Battling the damp at a Scottish landmark

Sammy Dalati Magazine

Architect Charles Rennie Mackintosh’s Hill House for Glasgow book publisher Walter Blackie in Helensburgh, Scotland, was completed in 1904. All images are courtesy of the National Trust for Scotland.

Hill House, architect Charles Rennie Mackintosh’s proto-modernist masterpiece on the Firth of Clyde, is about to undergo a strange transformation. Beginning in June, translucent steel-mesh walls will rise around the structure, to be topped by a gabled, waterproof roof—encasing the building like a caterpillar in a chrysalis. Designed by London architecture firm Carmody Groarke at the behest of the National Trust for Scotland, which has owned Hill House since 1982, the “Box,” as it’s called, will protect the residence from suffering any further water damage like that it has endured on this wet western lip of the Highlands since its completion in 1904.

London-based architecture firm Carmody Groarke designed the “Box,” which will block 87 percent of ambient moisture to let the building dry out while still allowing visitors access to Hill House. Carmody Groarke photograph.

Not a moment too soon. In his commission for Glasgow book publisher Walter Blackie, Mackintosh took the brooding Scottish baronial tradition as a starting point and pursued an effect of austere modernity. He dispensed with such fripperies as coping and window sills and clothed the building’s sandstone mass with a render of unpainted Portland cement. This unprotected, semipermeable facade has proved a great vulnerability in a region that’s seen approximately twenty-two thousand days of rain since the house was built. (The area gets approximately sixty-three inches a year, according to the UK’s Met Office, more than twice as much as London.) Moisture has penetrated the sandstone and even the house’s interior, where it has progressively harmed the bespoke detailing—from stencil work to furnishings—designed in a sui generis mix of arts and crafts, art nouveau, and japanesque styles by Mackintosh and his wife, Margaret Macdonald.

On the left is Hill House, built in a modern variation of the Scottish baronial style, as viewed from the garden. On the right is a detail of Hill House’s dining room fireplace shows plaster peeling as a result of water damage.

The Box, which is engineered to block 87 percent of ambient moisture, will allow the building to dry out gradually over the course of several years. Meanwhile the NTS will work with the Getty Conservation Institute to research and develop “what could potentially be a new material that will replicate the aesthetic of the Portland cement render but will work,” according to Kirstin Bridier, executive director of the National Trust for Scotland Foundation USA.

Evidence of water damage on the exterior of Hill House.
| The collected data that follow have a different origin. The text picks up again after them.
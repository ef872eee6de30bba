//! Job records and their state machine.

use chrono::{DateTime, Utc};
use serde::{Deserialize, Serialize};
use std::fmt;
use std::path::PathBuf;
use std::str::FromStr;

use super::error::JobError;

/// Lifecycle state of a job.
#[derive(Debug, Clone, Copy, Serialize, Deserialize, PartialEq, Eq, Hash)]
#[serde(rename_all = "lowercase")]
pub enum JobStatus {
    Pending,
    Processing,
    Completed,
    Failed,
    Cancelled,
}

impl JobStatus {
    pub fn as_str(&self) -> &'static str {
        match self {
            JobStatus::Pending => "pending",
            JobStatus::Processing => "processing",
            JobStatus::Completed => "completed",
            JobStatus::Failed => "failed",
            JobStatus::Cancelled => "cancelled",
        }
    }

    /// Terminal states accept no further transitions.
    pub fn is_terminal(&self) -> bool {
        matches!(
            self,
            JobStatus::Completed | JobStatus::Failed | JobStatus::Cancelled
        )
    }
}

impl fmt::Display for JobStatus {
    fn fmt(&self, f: &mut fmt::Formatter<'_>) -> fmt::Result {
        f.write_str(self.as_str())
    }
}

impl FromStr for JobStatus {
    type Err = String;

    fn from_str(s: &str) -> Result<Self, Self::Err> {
        match s.to_ascii_lowercase().as_str() {
            "pending" => Ok(JobStatus::Pending),
            "processing" => Ok(JobStatus::Processing),
            "completed" => Ok(JobStatus::Completed),
            "failed" => Ok(JobStatus::Failed),
            "cancelled" => Ok(JobStatus::Cancelled),
            other => Err(format!("unknown job status: {}", other)),
        }
    }
}

/// A state change requested for a job.
#[derive(Debug, Clone, PartialEq)]
pub enum JobTransition {
    /// Worker picked the job up.
    Start,
    /// Coarse checkpoint while processing.
    Progress { progress: u8, message: String },
    Complete { output: PathBuf },
    Fail { error: String },
    Cancel { reason: String },
}

impl JobTransition {
    /// Status the job is in after the transition.
    pub fn target(&self) -> JobStatus {
        match self {
            JobTransition::Start | JobTransition::Progress { .. } => JobStatus::Processing,
            JobTransition::Complete { .. } => JobStatus::Completed,
            JobTransition::Fail { .. } => JobStatus::Failed,
            JobTransition::Cancel { .. } => JobStatus::Cancelled,
        }
    }

    fn allowed_from(&self, status: JobStatus) -> bool {
        match self {
            JobTransition::Start => status == JobStatus::Pending,
            JobTransition::Progress { .. } | JobTransition::Complete { .. } => {
                status == JobStatus::Processing
            }
            JobTransition::Fail { .. } | JobTransition::Cancel { .. } => {
                matches!(status, JobStatus::Pending | JobStatus::Processing)
            }
        }
    }
}

/// A render job.
#[derive(Debug, Clone, Serialize, Deserialize, PartialEq)]
pub struct Job {
    pub id: String,
    pub title: String,
    pub status: JobStatus,
    /// Coarse phase indicator, 0-100.
    pub progress: u8,
    pub message: String,
    pub created_at: DateTime<Utc>,
    pub updated_at: DateTime<Utc>,
    pub output_path: Option<PathBuf>,
    pub error: Option<String>,
}

impl Job {
    /// A fresh pending job with a random id.
    pub fn new(title: impl Into<String>) -> Self {
        let now = Utc::now();
        Self {
            id: uuid::Uuid::new_v4().to_string(),
            title: title.into(),
            status: JobStatus::Pending,
            progress: 0,
            message: "Queued".to_string(),
            created_at: now,
            updated_at: now,
            output_path: None,
            error: None,
        }
    }

    /// Applies `transition`, or returns [`JobError::InvalidTransition`]
    /// leaving the job untouched.
    pub fn apply(&mut self, transition: JobTransition) -> Result<(), JobError> {
        if !transition.allowed_from(self.status) {
            return Err(JobError::InvalidTransition {
                id: self.id.clone(),
                from: self.status,
                to: transition.target(),
            });
        }

        self.status = transition.target();
        match transition {
            JobTransition::Start => {
                self.progress = 10;
                self.message = "Processing".to_string();
            }
            JobTransition::Progress { progress, message } => {
                self.progress = self.progress.max(progress.min(99));
                self.message = message;
            }
            JobTransition::Complete { output } => {
                self.progress = 100;
                self.message = "Completed".to_string();
                self.output_path = Some(output);
            }
            JobTransition::Fail { error } => {
                self.message = format!("Failed: {}", error);
                self.error = Some(error);
            }
            JobTransition::Cancel { reason } => {
                self.message = if reason.trim().is_empty() {
                    "Cancelled".to_string()
                } else {
                    reason
                };
            }
        }
        self.updated_at = Utc::now();
        Ok(())
    }

    pub fn report(&self) -> JobReport {
        JobReport::from(self)
    }
}

/// Status surface handed to callers.
#[derive(Debug, Clone, Serialize, Deserialize, PartialEq)]
pub struct JobReport {
    pub id: String,
    pub title: String,
    pub status: JobStatus,
    pub progress: u8,
    pub message: String,
    #[serde(skip_serializing_if = "Option::is_none")]
    pub output: Option<String>,
    #[serde(skip_serializing_if = "Option::is_none")]
    pub error: Option<String>,
    pub created_at: DateTime<Utc>,
    pub updated_at: DateTime<Utc>,
}

impl From<&Job> for JobReport {
    fn from(job: &Job) -> Self {
        Self {
            id: job.id.clone(),
            title: job.title.clone(),
            status: job.status,
            progress: job.progress,
            message: job.message.clone(),
            output: job
                .output_path
                .as_ref()
                .map(|p| p.to_string_lossy().into_owned()),
            error: job.error.clone(),
            created_at: job.created_at,
            updated_at: job.updated_at,
        }
    }
}

#[cfg(test)]
mod tests {
    use super::*;

    fn processing() -> Job {
        let mut job = Job::new("test");
        job.apply(JobTransition::Start).unwrap();
        job
    }

    #[test]
    fn test_new_job_is_pending() {
        let job = Job::new("intro");
        assert_eq!(job.status, JobStatus::Pending);
        assert_eq!(job.progress, 0);
        assert!(uuid::Uuid::parse_str(&job.id).is_ok());
    }

    #[test]
    fn test_happy_path() {
        let mut job = processing();
        assert_eq!(job.progress, 10);

        job.apply(JobTransition::Progress {
            progress: 50,
            message: "Graph compiled".to_string(),
        })
        .unwrap();
        assert_eq!(job.progress, 50);

        job.apply(JobTransition::Complete {
            output: PathBuf::from("/out/x.mp4"),
        })
        .unwrap();
        assert_eq!(job.status, JobStatus::Completed);
        assert_eq!(job.progress, 100);
        assert_eq!(job.report().output.as_deref(), Some("/out/x.mp4"));
    }

    #[test]
    fn test_progress_never_goes_backwards() {
        let mut job = processing();
        job.apply(JobTransition::Progress {
            progress: 50,
            message: "a".to_string(),
        })
        .unwrap();
        job.apply(JobTransition::Progress {
            progress: 30,
            message: "b".to_string(),
        })
        .unwrap();
        assert_eq!(job.progress, 50);
        assert_eq!(job.message, "b");
    }

    #[test]
    fn test_terminal_states_are_final() {
        let mut job = processing();
        job.apply(JobTransition::Cancel {
            reason: "user".to_string(),
        })
        .unwrap();

        let err = job
            .apply(JobTransition::Complete {
                output: PathBuf::from("/o.mp4"),
            })
            .unwrap_err();
        assert!(matches!(
            err,
            JobError::InvalidTransition {
                from: JobStatus::Cancelled,
                to: JobStatus::Completed,
                ..
            }
        ));
        assert!(job
            .apply(JobTransition::Fail {
                error: "late".to_string()
            })
            .is_err());
        assert_eq!(job.status, JobStatus::Cancelled);
        assert_eq!(job.message, "user");
        assert!(job.output_path.is_none());
    }

    #[test]
    fn test_pending_can_be_cancelled_but_not_completed() {
        let mut job = Job::new("t");
        assert!(job
            .apply(JobTransition::Complete {
                output: PathBuf::from("/o.mp4")
            })
            .is_err());
        job.apply(JobTransition::Cancel {
            reason: String::new(),
        })
        .unwrap();
        assert_eq!(job.message, "Cancelled");
    }

    #[test]
    fn test_fail_records_error() {
        let mut job = processing();
        job.apply(JobTransition::Fail {
            error: "Engine exited with code 1: bad filter".to_string(),
        })
        .unwrap();
        assert_eq!(job.status, JobStatus::Failed);
        assert_eq!(
            job.error.as_deref(),
            Some("Engine exited with code 1: bad filter")
        );
        assert!(job.message.contains("bad filter"));
    }

    #[test]
    fn test_status_serde() {
        assert_eq!(
            serde_json::to_string(&JobStatus::Cancelled).unwrap(),
            "\"cancelled\""
        );
        assert_eq!("Processing".parse::<JobStatus>(), Ok(JobStatus::Processing));
        assert!("done".parse::<JobStatus>().is_err());
    }
}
During the process, the house will remain open to visitors, who will be able to visit a café, shop, interactive exhibitions, and gardens inside the Box. They’ll also be able to examine the house from stairs and walkways that will be built around and over it. Visitors will “be seeing views of the house that have never been seen before,” Bridier says. “The whole building becomes almost a museum object or artifact.”